▶ [What to produce]
Look at each line of the listing. Copy those that hold the string "Result".
== == ==
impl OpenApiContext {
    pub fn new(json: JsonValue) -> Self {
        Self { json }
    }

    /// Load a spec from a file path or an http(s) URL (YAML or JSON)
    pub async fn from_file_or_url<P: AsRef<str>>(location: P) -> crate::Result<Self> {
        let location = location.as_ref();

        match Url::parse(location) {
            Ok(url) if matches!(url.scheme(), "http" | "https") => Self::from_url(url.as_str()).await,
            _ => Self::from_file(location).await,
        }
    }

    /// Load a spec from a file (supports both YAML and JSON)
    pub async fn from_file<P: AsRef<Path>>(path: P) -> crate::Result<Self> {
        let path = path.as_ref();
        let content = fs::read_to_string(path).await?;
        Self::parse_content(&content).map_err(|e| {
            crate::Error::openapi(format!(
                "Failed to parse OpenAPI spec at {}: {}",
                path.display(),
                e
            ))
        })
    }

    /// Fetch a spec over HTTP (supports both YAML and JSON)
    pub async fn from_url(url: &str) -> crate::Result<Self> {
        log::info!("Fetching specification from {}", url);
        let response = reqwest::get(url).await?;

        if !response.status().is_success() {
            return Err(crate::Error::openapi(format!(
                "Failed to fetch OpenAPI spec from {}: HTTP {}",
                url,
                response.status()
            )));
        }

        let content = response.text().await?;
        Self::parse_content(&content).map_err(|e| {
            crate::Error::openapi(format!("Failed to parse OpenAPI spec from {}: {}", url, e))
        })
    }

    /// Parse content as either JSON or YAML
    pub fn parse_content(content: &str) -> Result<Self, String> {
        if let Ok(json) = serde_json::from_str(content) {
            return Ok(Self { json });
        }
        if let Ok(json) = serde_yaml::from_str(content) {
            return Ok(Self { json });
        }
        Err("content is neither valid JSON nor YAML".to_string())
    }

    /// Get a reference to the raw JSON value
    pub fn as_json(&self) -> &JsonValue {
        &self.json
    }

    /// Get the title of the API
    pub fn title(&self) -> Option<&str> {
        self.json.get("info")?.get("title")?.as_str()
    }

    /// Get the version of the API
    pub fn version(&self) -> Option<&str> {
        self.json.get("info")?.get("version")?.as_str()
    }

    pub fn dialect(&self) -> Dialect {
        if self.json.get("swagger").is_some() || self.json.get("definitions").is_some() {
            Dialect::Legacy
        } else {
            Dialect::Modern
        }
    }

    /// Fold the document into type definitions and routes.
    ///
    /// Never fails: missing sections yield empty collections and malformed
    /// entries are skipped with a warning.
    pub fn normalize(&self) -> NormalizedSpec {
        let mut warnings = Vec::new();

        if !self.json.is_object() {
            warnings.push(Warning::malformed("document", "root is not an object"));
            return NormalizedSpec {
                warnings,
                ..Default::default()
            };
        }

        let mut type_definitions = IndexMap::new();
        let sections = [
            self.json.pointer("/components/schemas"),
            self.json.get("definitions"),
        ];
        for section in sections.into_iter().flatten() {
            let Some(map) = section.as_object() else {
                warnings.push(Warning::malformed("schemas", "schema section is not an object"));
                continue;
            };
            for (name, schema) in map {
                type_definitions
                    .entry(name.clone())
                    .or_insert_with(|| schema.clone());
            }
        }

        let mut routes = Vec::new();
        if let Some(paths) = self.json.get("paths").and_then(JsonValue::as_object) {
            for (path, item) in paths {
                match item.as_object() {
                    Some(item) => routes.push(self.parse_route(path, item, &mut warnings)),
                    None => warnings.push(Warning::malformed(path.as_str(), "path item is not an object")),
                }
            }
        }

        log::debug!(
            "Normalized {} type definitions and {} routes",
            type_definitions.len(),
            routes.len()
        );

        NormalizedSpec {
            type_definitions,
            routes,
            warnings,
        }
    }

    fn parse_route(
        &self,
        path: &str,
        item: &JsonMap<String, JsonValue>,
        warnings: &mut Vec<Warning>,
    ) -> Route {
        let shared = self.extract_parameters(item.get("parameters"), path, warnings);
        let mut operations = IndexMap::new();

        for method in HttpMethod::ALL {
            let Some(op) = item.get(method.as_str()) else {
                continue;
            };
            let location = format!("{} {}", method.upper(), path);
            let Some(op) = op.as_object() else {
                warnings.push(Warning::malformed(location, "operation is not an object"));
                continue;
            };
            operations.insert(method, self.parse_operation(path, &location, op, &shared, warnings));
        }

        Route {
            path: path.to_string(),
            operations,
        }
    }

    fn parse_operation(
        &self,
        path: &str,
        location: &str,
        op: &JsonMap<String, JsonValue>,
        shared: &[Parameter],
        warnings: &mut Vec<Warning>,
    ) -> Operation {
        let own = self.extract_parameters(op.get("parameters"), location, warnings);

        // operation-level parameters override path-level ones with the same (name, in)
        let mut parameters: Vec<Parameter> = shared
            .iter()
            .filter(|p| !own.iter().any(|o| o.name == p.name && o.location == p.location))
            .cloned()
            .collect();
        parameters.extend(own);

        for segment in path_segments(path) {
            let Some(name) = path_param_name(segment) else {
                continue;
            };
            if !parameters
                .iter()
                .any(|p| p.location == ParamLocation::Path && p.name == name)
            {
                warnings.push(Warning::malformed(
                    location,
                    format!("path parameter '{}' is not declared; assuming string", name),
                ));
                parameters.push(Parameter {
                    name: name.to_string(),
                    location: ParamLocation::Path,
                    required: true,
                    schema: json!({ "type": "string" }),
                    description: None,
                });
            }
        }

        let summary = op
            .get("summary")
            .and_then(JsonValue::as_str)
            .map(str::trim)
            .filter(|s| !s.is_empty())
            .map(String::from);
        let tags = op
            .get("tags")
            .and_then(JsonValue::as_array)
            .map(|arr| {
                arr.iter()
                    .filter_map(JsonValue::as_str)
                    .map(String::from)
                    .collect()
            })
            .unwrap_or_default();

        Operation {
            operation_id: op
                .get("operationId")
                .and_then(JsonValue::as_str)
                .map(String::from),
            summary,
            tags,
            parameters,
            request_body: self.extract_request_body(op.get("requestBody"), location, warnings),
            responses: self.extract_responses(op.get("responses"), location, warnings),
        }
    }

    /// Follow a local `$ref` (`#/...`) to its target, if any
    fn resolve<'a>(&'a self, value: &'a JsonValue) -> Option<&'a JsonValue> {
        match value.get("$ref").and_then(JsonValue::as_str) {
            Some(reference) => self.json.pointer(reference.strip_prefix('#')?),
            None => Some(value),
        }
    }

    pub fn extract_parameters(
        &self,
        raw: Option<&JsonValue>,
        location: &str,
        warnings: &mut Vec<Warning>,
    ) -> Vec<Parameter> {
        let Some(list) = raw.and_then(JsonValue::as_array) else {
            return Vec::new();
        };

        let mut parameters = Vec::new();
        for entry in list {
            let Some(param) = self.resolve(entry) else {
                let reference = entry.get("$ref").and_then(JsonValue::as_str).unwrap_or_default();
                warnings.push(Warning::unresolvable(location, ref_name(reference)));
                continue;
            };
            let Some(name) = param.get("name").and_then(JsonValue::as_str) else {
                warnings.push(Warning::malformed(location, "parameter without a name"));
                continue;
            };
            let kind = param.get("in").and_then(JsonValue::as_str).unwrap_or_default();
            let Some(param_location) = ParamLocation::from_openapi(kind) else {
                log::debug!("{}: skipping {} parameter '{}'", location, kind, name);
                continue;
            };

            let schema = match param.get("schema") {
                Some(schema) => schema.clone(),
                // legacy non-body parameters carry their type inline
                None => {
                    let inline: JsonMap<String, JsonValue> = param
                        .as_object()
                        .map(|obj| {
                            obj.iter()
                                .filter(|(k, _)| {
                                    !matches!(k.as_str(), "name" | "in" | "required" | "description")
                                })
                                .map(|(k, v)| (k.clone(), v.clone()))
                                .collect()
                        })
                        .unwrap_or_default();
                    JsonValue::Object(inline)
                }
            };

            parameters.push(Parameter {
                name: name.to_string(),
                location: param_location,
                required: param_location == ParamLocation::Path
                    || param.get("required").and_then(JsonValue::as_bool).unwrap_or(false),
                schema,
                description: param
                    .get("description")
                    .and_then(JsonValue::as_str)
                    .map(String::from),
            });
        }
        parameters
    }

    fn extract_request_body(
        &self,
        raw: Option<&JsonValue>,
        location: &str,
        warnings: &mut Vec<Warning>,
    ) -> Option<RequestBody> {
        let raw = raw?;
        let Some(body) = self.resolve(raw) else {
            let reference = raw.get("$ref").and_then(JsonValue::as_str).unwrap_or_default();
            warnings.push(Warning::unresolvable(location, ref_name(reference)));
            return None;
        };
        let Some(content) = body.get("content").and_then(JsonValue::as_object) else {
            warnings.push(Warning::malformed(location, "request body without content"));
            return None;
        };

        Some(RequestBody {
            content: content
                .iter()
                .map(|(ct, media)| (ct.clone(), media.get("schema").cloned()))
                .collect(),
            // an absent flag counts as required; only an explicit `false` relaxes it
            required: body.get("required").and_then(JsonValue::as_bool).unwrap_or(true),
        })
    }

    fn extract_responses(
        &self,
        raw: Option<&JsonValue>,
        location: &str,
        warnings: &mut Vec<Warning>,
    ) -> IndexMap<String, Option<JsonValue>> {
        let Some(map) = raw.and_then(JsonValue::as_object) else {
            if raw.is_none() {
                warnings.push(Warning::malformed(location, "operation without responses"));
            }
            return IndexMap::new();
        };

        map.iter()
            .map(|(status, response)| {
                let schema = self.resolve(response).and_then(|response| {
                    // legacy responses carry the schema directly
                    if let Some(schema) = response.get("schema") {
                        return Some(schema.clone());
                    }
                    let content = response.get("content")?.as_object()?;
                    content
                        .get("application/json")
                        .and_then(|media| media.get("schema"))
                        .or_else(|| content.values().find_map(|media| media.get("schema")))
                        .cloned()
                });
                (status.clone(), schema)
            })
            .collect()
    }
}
== == ==
▶ [Answer area]
    pub async fn from_file_or_url<P: AsRef<str>>(location: P) -> crate::Result<Self> {
    pub async fn from_file<P: AsRef<Path>>(path: P) -> crate::Result<Self> {
    pub async fn from_url(url: &str) -> crate::Result<Self> {
    pub fn parse_content(content: &str) -> Result<Self, String> {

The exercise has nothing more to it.